Si hanno notizie documentate a proposito delle miniere dell’Argentiera, a partire da metà del XV secolo. Probabilmente venne così battezzata per via del fatto che si estraeva l’argento e non altri metalli. Questa zona si trova a ridosso del monte Rusiana, in Val d’Ansiei a circa mille metri di altitudine. La miniera fu data dal doge Mocenigo a una società composta da quattro persone ma solo per estrarre il piombo nel 1480 e si sa che otto anni più tardi il Consiglio dei Dieci di Venezia costituì una sopraintendenza e un vicario responsabile per ogni miniera. Tutto sommato risulta dai documenti dell’epoca che questa miniera era remunerativa tanto che i proprietari versarono in cinque anni, la somma di ottomila ducati alle autorità veneziane. La vita della miniera dell’Argentiera proseguì fino al 1675 allorquando il Doge assegnò l’investitura della miniera alle autorità di Auronzo di Cadore ma queste, per carenza di personale, non la esercitarono. L’abbandono durò fino a quasi metà del XVIII secolo quando un privato chiese alle autorità di poter sfruttare la miniera, dove investì delle risorse per gli impianti occorrenti. La miniera dell’Argentiera passò diverse volte di mano e visse alterne fortune con chiusure e riaperture fino al 1921 quando il suo sfruttamento passò nelle mani della società Romeo di Milano che disdisse il contratto qualche anno dopo. Anche in questo scorcio di XX secolo, l’Argentiera continuò il suo utilizzo a singhiozzo ma fino al 1971 quando venne definitivamente chiusa.
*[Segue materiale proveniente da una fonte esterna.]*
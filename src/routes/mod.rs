/// Router Module Index
///
/// Organizes the routing logic into access-segregated modules. Access control is applied
/// at the module level (via Axum layers and extractors), so a handler cannot be exposed
/// without the guard its module declares.

/// Routes accessible to everyone (anonymous, read-only) plus login.
/// Visibility filtering (published only) happens in the listing query.
pub mod public;

/// Routes that need a valid session but no particular role.
pub mod authenticated;

/// Routes restricted to the `admin` and `organizer` roles.
/// Mutations on one event additionally pass the ownership check in the handler.
pub mod organizer;
//! Caller-side session protocol.
//!
//! A [`SessionClient`] attaches the held access token to every call, renews it once when a
//! call comes back `401`, replays the call, and drops to the logged-out state when renewal
//! is impossible. The token lives in a [`Session`], which spreads it over two mutually
//! exclusive tiers: a durable file store ("remember me") and an ephemeral in-memory one.

mod client;
mod store;
mod transport;

pub use client::{ClientError, SessionClient, SessionStatus};
pub use store::{DurableStore, EphemeralStore, Session, Tier, TokenStore};
pub use transport::{ApiCall, ApiReply, HttpTransport, Transport, TransportError};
La miniera al giorno d’oggi

La Fondazione Benetton, all’interno di un’indagine sulle cave venete sponsorizzata dal progetto Europeo Interreg III B, ha censito anche la miniera dell’Argentiera per far parte dei siti in tema con i ‘paesaggi feriti’. Al giorno d’oggi, la miniera è caratterizzata da due voragini che si aprono sui lati nord e ovest del Monte Rusiana e una di queste due, viene utilizzata come discarica mentre l’altra, ubicata più in alto, tende a franare in quanto facente parte di un’area in dissesto. Questo, nonostante l’intervento da parte del CFS di risanare la zona. Lo stato di abbandono che si miscela con il riappropriarsi da parte della natura, di questa area oramai in disuso, è un esempio di come il segno dell’uomo risulta essere precario. Quello che era un centro di lavoro – un duro lavoro per tutti coloro che hanno avuto a che fare con la miniera – è oggi una testimonianza di una certa archeologia industriale ricca di fascino che il tempo fa aumentare sempre di più. Dedicare una giornata alla visita di questo territorio è come fare un salto all’indietro nel tempo e permette di trascorrere delle ore immersi nella natura che si sta riappropriando dei suoi spazi.